Net income was $127.2 million and $374.4 million for the fourth quarter and fiscal 2014, respectively. However, as noted above, the Shred-it Transaction positively impacted these figures. Net income, adjusted for the Shred-it Transaction, which is more representative of the operating performance of Cintas, was $94.3 million and $342.9 million for the fourth quarter and fiscal 2014, respectively. Net income growth over last fiscal year, adjusted for the Shred-it Transaction, for the fourth quarter and fiscal 2014 was 9.7 percent and 8.7 percent, respectively. EPS, adjusted for the Shred-it Transaction, was $0.76 and $2.79 for the fourth quarter and fiscal 2014, respectively. EPS growth over last fiscal year, adjusted for the Shred-it Transaction, for the fourth quarter and fiscal 2014 was 10.1 percent and 10.7 percent, respectively.

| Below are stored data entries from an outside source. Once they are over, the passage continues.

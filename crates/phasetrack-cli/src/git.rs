//! `git add .` + `git commit -m` after a task is completed.
//!
//! Git is a collaborator, not a dependency: a missing binary, a directory
//! that is not a repository, or a failing commit only ever produces a warning.

use std::path::Path;
use std::process::Command;

#[derive(Debug, Clone, PartialEq, Eq)]
pub enum GitOutcome {
    Committed,
    Skipped(String),
    Failed(String),
}

pub fn commit_all(root: &Path, message: &str) -> GitOutcome {
    if which::which("git").is_err() {
        return GitOutcome::Skipped("git not found on PATH".to_string());
    }

    if let Err(reason) = run_git(root, &["add", "."]) {
        return GitOutcome::Failed(format!("git add failed: {reason}"));
    }
    match run_git(root, &["commit", "-m", message]) {
        Ok(()) => GitOutcome::Committed,
        Err(reason) => GitOutcome::Failed(format!("git commit failed: {reason}")),
    }
}

fn run_git(root: &Path, args: &[&str]) -> Result<(), String> {
    let output = Command::new("git")
        .args(args)
        .current_dir(root)
        .output()
        .map_err(|e| e.to_string())?;
    if output.status.success() {
        return Ok(());
    }
    let stderr = String::from_utf8_lossy(&output.stderr);
    let stdout = String::from_utf8_lossy(&output.stdout);
    let detail = if stderr.trim().is_empty() {
        stdout.trim().to_string()
    } else {
        stderr.trim().to_string()
    };
    Err(detail)
}
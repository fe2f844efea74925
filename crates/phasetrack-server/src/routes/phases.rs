use axum::extract::State;
use axum::http::StatusCode;
use axum::Json;
use phasetrack_core::progress;
use serde::Deserialize;

use crate::error::AppError;
use crate::routes::blocking;
use crate::state::AppState;

/// GET /api/phases: phase metadata with per-phase progress.
pub async fn list_phases(
    State(app): State<AppState>,
) -> Result<Json<serde_json::Value>, AppError> {
    let tracker = app.tracker.clone();
    let set = blocking(move || Ok(tracker.load_tasks())).await?;
    let per_phase = progress::phase_progress(&set);

    let phases: Vec<serde_json::Value> = per_phase
        .iter()
        .map(|(id, p)| {
            let info = set.phases.get(id);
            serde_json::json!({
                "id": id,
                "name": p.name,
                "description": info.map(|i| i.description.as_str()).unwrap_or(""),
                "file": info.map(|i| i.file.as_str()),
                "task_count": p.total,
                "progress": p,
            })
        })
        .collect();
    Ok(Json(serde_json::json!(phases)))
}

#[derive(Debug, Deserialize)]
pub struct CreatePhaseBody {
    pub id: u32,
    pub name: String,
    #[serde(default)]
    pub description: String,
}

/// POST /api/phases: write a new, empty phase file.
pub async fn create_phase(
    State(app): State<AppState>,
    Json(body): Json<CreatePhaseBody>,
) -> Result<(StatusCode, Json<serde_json::Value>), AppError> {
    if body.name.trim().is_empty() {
        return Err(AppError::bad_request("name is required"));
    }
    let _guard = app.write_lock.lock().await;
    let tracker = app.tracker.clone();
    let info = blocking(move || tracker.create_phase(body.id, &body.name, &body.description)).await?;
    Ok((StatusCode::CREATED, Json(serde_json::json!(info))))
}

/// GET /api/progress: per-phase progress keyed by phase id, plus the rollup.
pub async fn get_progress(
    State(app): State<AppState>,
) -> Result<Json<serde_json::Value>, AppError> {
    let tracker = app.tracker.clone();
    let per_phase = blocking(move || Ok(tracker.phase_progress())).await?;
    let overall = progress::overall(&per_phase);
    Ok(Json(serde_json::json!({
        "phases": per_phase,
        "overall": overall,
    })))
}
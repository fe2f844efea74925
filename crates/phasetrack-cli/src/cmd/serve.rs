use crate::cmd::load_config;
use std::path::Path;

pub fn run(root: &Path, port: Option<u16>, no_open: bool) -> anyhow::Result<()> {
    let config = load_config(root)?;
    let port = port.unwrap_or(config.server.port);

    let rt = tokio::runtime::Runtime::new()?;
    let root_buf = root.to_path_buf();

    rt.block_on(async move {
        let listener = tokio::net::TcpListener::bind(format!("0.0.0.0:{port}")).await?;
        let actual_port = listener.local_addr()?.port();
        println!(
            "phasetrack API for {} → http://localhost:{actual_port}/api",
            root_buf.display()
        );

        tokio::select! {
            res = phasetrack_server::serve_on(root_buf, config, listener, !no_open) => res,
            _ = tokio::signal::ctrl_c() => Ok(()),
        }
    })
}
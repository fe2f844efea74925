use phasetrack_core::config::Config;
use phasetrack_core::lifecycle::Tracker;
use std::path::PathBuf;
use std::sync::Arc;
use tokio::sync::Mutex;

/// Shared application state passed to all route handlers.
#[derive(Clone)]
pub struct AppState {
    pub tracker: Tracker,
    /// Held across every load-mutate-save cycle. The files themselves are
    /// unlocked, so this only orders writers inside this process.
    pub write_lock: Arc<Mutex<()>>,
}

impl AppState {
    pub fn new(root: PathBuf, config: &Config) -> Self {
        Self {
            tracker: Tracker::new(root, config),
            write_lock: Arc::new(Mutex::new(())),
        }
    }
}
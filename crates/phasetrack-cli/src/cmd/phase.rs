use crate::cmd::open_tracker;
use crate::output::{print_json, print_table};
use anyhow::Context;
use clap::Subcommand;
use phasetrack_core::progress;
use serde::Serialize;
use std::path::Path;

#[derive(Subcommand)]
pub enum PhaseSubcommand {
    /// List phases with task counts and completion
    List,
    /// Create a new, empty phase file
    Create {
        id: u32,
        #[arg(required = true)]
        name: Vec<String>,
        #[arg(long, default_value = "")]
        description: String,
    },
}

#[derive(Serialize)]
struct PhaseSummary {
    id: u32,
    name: String,
    description: String,
    file: Option<String>,
    total: usize,
    completed: usize,
    percentage: u32,
}

pub fn run(root: &Path, subcmd: PhaseSubcommand, json: bool) -> anyhow::Result<()> {
    match subcmd {
        PhaseSubcommand::List => list(root, json),
        PhaseSubcommand::Create {
            id,
            name,
            description,
        } => create(root, id, &name.join(" "), &description, json),
    }
}

fn list(root: &Path, json: bool) -> anyhow::Result<()> {
    let tracker = open_tracker(root)?;
    let set = tracker.load_tasks();
    let per_phase = progress::phase_progress(&set);

    let summaries: Vec<PhaseSummary> = per_phase
        .iter()
        .map(|(id, p)| {
            let info = set.phases.get(id);
            PhaseSummary {
                id: *id,
                name: p.name.clone(),
                description: info.map(|i| i.description.clone()).unwrap_or_default(),
                file: info.map(|i| i.file.clone()),
                total: p.total,
                completed: p.completed,
                percentage: p.percentage,
            }
        })
        .collect();

    if json {
        return print_json(&summaries);
    }

    if summaries.is_empty() {
        println!("No phases found.");
        return Ok(());
    }

    let rows = summaries
        .iter()
        .map(|s| {
            vec![
                s.id.to_string(),
                s.name.clone(),
                s.file.clone().unwrap_or_else(|| "-".to_string()),
                format!("{}/{}", s.completed, s.total),
                format!("{}%", s.percentage),
            ]
        })
        .collect();
    print_table(&["ID", "NAME", "FILE", "DONE", "PROGRESS"], rows);
    Ok(())
}

fn create(root: &Path, id: u32, name: &str, description: &str, json: bool) -> anyhow::Result<()> {
    let tracker = open_tracker(root)?;
    let info = tracker
        .create_phase(id, name, description)
        .with_context(|| format!("failed to create phase {id}"))?;

    if json {
        print_json(&info)?;
    } else {
        println!("Created phase {}: {} ({})", info.id, info.name, info.file);
    }
    Ok(())
}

During the fourth quarter and into June 2014, Cintas purchased 4.1 million shares of common stock at a cost of $250.0 million. This share buyback had an impact of less than $0.01 on fourth quarter EPS since it occurred so late in the quarter. However, it is expected to benefit fiscal year 2015 EPS by approximately $0.09. As of July 15, 2014, the Company has $254.4 million available under the current Board stock repurchase authorization. The total share purchases included acquiring 3.4 million shares at an aggregate cost of approximately $204.2 million during the fourth quarter, and the remaining 0.7 million shares were purchased during June 2014 at an aggregate cost of approximately $45.8 million.
Fiscal Year 2015 Guidance
Mr. Farmer concluded, “As we enter fiscal 2015, we remain encouraged by the performance of our businesses and the execution of our strategies by our employees, who we call partners, but we continue to look for more consistency from the U.S. economy. While the U.S. employment performance has improved during the past few months, we still see narrowness in that performance and are uncertain that the improved performance can continue. We have developed our guidance for fiscal 2015 with the assumption that generally inconsistent U.S. economic performance will continue. We expect fiscal 2015 revenue to be in the range of $4.425 billion to $4.525 billion, and fiscal 2015 EPS to be in the range of $3.06 to $3.15. This guidance assumes no income contribution from the partnership with Shred-it International Inc. due to the expectation of first year integration and transition expenses.”
As mentioned earlier in this press release, upon the closing of the Shred-it Transaction on April 30, 2014, we will no longer include Document Shredding revenue in our reported revenue.
The fiscal 2015 EPS guidance incorporates the impact of the share buybacks that occurred in May and June 2014. It does not assume any additional share buybacks.